• [Task statement] Find the word "AsRef" in the listing, and copy out each line where it turns up.

• [Provided information]
- Opening Delimiter -

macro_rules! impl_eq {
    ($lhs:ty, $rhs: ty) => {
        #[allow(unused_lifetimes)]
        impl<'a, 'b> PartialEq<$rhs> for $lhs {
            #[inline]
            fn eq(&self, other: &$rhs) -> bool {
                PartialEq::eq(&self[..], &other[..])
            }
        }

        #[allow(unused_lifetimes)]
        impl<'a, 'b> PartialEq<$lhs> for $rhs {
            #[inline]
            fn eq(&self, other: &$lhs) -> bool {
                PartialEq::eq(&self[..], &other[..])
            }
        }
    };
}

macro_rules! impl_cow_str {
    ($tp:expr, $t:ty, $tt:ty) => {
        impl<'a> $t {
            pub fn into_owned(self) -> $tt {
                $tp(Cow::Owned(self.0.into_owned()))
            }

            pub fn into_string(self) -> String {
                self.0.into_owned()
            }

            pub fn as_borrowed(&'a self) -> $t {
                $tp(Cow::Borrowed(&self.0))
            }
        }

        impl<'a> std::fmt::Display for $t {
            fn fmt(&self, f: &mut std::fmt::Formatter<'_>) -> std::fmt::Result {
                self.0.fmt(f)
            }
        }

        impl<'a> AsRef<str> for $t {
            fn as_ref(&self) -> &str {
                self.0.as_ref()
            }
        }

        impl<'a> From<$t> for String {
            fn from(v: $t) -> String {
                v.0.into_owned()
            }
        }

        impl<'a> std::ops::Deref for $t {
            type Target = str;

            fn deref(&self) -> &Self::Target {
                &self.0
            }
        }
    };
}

- Closing Delimiter -
- Opening Delimiter -

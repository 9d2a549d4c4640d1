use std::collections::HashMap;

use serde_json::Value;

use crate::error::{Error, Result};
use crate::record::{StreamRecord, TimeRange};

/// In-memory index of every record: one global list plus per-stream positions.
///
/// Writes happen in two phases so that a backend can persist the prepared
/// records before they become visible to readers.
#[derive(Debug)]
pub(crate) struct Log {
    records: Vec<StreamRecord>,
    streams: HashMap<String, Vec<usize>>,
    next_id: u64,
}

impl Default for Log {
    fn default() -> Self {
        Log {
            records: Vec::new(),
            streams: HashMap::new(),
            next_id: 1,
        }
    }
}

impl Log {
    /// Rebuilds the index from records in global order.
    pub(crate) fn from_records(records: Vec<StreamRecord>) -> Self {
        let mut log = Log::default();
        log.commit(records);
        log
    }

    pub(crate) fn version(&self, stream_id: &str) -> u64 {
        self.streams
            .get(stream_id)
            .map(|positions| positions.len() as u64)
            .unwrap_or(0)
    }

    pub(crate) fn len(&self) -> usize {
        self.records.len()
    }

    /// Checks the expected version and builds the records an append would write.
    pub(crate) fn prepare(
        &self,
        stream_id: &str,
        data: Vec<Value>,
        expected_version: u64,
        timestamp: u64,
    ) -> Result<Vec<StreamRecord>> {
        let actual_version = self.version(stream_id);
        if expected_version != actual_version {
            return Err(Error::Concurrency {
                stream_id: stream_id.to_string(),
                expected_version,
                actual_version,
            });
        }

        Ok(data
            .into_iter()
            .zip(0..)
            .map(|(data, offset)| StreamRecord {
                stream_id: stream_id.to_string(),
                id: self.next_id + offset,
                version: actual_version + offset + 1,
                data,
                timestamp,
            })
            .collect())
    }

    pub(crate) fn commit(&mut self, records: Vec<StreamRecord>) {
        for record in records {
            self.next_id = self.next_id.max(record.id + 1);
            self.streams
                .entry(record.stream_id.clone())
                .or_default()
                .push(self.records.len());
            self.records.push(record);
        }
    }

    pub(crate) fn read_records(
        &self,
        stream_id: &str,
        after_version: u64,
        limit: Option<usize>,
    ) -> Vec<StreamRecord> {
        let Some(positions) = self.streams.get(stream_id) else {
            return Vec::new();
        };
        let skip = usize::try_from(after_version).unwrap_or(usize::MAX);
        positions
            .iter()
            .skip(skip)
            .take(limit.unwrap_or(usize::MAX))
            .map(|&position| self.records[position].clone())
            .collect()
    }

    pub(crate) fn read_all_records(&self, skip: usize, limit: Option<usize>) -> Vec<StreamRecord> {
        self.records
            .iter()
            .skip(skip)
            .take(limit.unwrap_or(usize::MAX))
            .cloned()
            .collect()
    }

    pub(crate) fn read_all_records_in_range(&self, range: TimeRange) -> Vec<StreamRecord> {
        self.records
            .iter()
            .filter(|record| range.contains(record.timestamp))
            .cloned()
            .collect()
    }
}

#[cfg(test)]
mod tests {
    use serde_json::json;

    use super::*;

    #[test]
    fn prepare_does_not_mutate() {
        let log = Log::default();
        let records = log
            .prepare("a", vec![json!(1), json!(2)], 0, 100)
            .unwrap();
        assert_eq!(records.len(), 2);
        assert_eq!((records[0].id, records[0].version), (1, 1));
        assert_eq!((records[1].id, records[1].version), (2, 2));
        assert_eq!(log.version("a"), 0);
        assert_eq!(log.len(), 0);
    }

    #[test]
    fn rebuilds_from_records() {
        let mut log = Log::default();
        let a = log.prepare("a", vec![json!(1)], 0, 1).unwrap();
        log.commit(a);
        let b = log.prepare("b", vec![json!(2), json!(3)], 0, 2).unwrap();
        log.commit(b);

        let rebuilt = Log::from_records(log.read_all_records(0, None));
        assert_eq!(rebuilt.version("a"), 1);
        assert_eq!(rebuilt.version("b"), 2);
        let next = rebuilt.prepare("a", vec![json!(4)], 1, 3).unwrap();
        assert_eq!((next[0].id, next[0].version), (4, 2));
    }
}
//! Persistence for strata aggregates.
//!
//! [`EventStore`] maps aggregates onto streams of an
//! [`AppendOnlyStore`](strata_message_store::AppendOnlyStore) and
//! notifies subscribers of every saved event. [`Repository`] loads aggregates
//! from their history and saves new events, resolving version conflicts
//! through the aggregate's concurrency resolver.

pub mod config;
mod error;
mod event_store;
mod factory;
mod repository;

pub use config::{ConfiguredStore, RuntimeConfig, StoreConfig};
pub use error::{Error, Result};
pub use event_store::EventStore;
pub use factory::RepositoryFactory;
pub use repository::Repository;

- Closing Delimiter -
- Opening Delimiter -

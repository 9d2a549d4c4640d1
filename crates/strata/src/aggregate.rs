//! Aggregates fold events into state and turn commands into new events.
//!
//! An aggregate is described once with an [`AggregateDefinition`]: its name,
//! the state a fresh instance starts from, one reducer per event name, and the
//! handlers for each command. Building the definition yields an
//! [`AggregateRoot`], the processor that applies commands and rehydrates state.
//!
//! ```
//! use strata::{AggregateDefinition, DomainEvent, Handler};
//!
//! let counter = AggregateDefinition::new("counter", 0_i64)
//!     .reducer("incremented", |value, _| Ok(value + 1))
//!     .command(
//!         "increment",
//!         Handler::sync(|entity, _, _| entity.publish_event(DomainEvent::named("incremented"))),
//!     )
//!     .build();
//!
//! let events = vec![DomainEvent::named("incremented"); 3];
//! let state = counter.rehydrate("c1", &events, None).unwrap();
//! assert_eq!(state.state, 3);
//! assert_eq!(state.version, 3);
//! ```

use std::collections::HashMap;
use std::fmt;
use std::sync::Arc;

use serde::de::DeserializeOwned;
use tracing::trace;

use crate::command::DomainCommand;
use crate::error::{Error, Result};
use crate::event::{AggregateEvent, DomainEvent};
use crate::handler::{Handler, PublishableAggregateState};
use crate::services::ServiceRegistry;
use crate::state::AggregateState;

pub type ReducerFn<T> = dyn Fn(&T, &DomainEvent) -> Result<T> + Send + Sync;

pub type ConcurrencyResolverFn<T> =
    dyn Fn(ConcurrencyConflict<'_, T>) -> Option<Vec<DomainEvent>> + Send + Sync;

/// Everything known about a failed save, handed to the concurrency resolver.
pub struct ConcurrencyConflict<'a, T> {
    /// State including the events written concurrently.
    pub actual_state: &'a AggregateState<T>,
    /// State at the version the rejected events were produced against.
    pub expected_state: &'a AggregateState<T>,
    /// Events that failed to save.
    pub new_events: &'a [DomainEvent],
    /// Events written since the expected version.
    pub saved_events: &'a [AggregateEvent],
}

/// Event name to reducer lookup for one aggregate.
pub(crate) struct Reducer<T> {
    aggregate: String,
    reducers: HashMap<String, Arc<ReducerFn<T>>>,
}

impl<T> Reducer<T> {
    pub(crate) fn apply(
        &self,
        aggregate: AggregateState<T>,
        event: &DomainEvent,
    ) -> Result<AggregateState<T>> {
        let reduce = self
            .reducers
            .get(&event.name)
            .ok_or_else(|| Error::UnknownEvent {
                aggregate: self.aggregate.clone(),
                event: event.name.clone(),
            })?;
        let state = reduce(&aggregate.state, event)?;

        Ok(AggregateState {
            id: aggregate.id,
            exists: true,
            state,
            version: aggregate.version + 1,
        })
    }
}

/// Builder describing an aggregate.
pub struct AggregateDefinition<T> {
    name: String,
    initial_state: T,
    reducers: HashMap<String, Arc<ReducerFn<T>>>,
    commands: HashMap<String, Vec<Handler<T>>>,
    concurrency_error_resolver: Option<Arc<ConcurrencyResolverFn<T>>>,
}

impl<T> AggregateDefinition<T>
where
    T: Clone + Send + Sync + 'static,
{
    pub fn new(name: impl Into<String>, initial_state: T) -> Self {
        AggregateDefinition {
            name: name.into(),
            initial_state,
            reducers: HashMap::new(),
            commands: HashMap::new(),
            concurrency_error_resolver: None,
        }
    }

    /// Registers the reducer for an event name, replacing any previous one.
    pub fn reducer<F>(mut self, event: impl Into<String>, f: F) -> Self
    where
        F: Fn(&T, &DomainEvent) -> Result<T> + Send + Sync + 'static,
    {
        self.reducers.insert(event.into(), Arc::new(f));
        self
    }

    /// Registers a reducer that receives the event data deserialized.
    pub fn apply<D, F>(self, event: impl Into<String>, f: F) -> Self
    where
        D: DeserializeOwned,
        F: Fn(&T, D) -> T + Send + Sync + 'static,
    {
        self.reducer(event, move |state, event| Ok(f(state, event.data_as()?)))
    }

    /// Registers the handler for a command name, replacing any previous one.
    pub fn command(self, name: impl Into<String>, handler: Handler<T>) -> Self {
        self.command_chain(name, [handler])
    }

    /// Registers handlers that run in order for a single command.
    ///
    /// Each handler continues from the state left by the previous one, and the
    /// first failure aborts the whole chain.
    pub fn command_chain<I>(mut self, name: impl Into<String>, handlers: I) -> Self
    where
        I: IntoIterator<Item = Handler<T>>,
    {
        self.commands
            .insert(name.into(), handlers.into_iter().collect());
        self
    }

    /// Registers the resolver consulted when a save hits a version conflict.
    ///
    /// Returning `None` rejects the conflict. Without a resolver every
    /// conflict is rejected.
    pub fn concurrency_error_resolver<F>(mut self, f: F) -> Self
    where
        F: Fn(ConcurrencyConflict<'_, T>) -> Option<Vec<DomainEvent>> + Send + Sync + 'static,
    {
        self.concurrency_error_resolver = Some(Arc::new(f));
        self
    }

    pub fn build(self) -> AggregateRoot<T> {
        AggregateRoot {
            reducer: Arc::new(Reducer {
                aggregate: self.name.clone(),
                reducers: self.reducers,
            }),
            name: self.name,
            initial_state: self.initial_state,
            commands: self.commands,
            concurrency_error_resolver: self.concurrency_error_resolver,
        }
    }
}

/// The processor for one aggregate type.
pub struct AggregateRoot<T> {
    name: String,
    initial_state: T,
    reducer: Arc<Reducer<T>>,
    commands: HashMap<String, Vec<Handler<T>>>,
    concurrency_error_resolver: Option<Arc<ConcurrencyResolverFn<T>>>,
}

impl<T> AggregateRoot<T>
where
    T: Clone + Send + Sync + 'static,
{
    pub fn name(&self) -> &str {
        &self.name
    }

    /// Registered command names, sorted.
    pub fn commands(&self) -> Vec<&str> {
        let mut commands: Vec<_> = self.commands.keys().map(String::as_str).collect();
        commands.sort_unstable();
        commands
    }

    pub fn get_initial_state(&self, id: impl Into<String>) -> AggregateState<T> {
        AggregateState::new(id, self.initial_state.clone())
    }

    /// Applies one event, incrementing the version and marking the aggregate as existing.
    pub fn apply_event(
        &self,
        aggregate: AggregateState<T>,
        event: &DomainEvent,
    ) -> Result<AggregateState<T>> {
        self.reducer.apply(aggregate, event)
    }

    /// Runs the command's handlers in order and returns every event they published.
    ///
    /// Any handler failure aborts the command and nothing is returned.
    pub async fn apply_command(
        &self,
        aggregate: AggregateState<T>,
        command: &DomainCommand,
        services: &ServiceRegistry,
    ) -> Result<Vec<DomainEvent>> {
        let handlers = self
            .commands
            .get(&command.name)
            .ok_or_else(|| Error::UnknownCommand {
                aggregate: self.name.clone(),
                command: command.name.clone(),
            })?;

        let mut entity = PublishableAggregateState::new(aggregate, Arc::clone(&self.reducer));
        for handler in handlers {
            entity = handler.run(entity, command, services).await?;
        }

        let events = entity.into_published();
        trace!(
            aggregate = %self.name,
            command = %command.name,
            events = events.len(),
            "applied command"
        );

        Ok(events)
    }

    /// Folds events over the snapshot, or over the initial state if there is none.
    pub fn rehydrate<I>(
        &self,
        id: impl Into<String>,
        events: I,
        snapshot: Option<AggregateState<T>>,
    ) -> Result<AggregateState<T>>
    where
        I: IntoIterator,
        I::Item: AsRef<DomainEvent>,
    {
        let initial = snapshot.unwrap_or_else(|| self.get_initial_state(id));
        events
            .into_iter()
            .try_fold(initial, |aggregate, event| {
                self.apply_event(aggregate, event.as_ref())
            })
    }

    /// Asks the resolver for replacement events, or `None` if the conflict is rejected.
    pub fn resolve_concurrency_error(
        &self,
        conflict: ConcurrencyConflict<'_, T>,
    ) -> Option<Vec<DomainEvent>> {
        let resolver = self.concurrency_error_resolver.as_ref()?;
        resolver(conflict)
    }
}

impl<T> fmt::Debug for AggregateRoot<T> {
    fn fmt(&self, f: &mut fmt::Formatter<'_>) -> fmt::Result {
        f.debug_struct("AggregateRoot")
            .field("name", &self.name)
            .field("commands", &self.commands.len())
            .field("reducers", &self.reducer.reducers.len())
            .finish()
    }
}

- Closing Delimiter -

• [Response to this exercise]
        impl<'a> AsRef<str> for $t {
        I::Item: AsRef<DomainEvent>,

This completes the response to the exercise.